• EXERCISE BRIEF:
Copy out all lines from the entries below in which "config" occurs.

------------

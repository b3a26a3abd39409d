//! One frame function plus the settings needed to render it to a [`Target`].

use std::path::PathBuf;

use raster_fx::{PixelBuffer, Rgba8};

use crate::error::Result;
use crate::render;
use crate::target::Target;
use crate::tools::Tools;

pub struct Sketch<F> {
    pub name: String,
    pub width: u32,
    pub height: u32,
    pub frame_count: usize,
    pub fps: u32,
    /// Cell background for sprite sheets.
    pub background: Rgba8,
    pub target: Target,
    frame_func: F,
}

impl<F> Sketch<F>
where
    F: FnMut(&mut PixelBuffer, f64, f64, f64),
{
    pub fn new(name: impl Into<String>, width: u32, height: u32, frame_func: F) -> Self {
        Self {
            name: name.into(),
            width,
            height,
            frame_count: 1,
            fps: 30,
            background: Rgba8::new_opaque(0, 0, 0),
            target: Target::Image,
            frame_func,
        }
    }

    pub fn frames(mut self, frame_count: usize, fps: u32) -> Self {
        self.frame_count = frame_count;
        self.fps = fps;
        self
    }

    pub fn target(mut self, target: Target) -> Self {
        self.target = target;
        self
    }

    pub fn background(mut self, background: Rgba8) -> Self {
        self.background = background;
        self
    }

    /// Render to the configured target under `tools.config.out_dir`. Returns
    /// the produced file, or `None` for [`Target::None`].
    pub fn run(&mut self, tools: &Tools) -> Result<Option<PathBuf>> {
        let out_dir = &tools.config.out_dir;
        let format = tools.config.image_format;
        let frames_dir = out_dir.join(format!("{}_frames", self.name));
        let (w, h) = (self.width, self.height);
        log::info!("{}: rendering {}", self.name, self.target);

        let out = match self.target {
            Target::None => return Ok(None),
            Target::Image => {
                let path = out_dir.join(format!("{}.{}", self.name, format.extension()));
                render::image(w, h, &path, &mut self.frame_func, 0.0)?;
                path
            }
            Target::SpriteSheet => {
                let path = out_dir.join(format!("{}_sheet.{}", self.name, format.extension()));
                render::sprite_sheet(
                    w,
                    h,
                    self.background,
                    &path,
                    self.frame_count,
                    &mut self.frame_func,
                )?;
                path
            }
            Target::Gif => {
                let path = out_dir.join(format!("{}.gif", self.name));
                self.render_frames(&frames_dir, tools)?;
                tools.ffmpeg_to_gif(&frames_dir, &path, self.fps)?;
                path
            }
            Target::Video => {
                let path = out_dir.join(format!("{}.mp4", self.name));
                self.render_frames(&frames_dir, tools)?;
                tools.convert_to_video(&frames_dir, &path, w, h, self.fps)?;
                path
            }
            Target::Montage => {
                let path = out_dir.join(format!("{}_montage.png", self.name));
                self.render_frames(&frames_dir, tools)?;
                let cols = render::sheet_columns(self.frame_count);
                tools.make_montage(cols, &frames_dir, &path)?;
                path
            }
        };
        Ok(Some(out))
    }

    fn render_frames(&mut self, dir: &std::path::Path, tools: &Tools) -> Result<()> {
        render::frames(
            &self.name,
            self.width,
            self.height,
            self.frame_count,
            dir,
            tools.config.image_format,
            &mut self.frame_func,
        )
    }
}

------------

• RESPONSE TO THE TASK:
    /// Render to the configured target under `tools.config.out_dir`. Returns
        let out_dir = &tools.config.out_dir;
        let format = tools.config.image_format;
            tools.config.image_format,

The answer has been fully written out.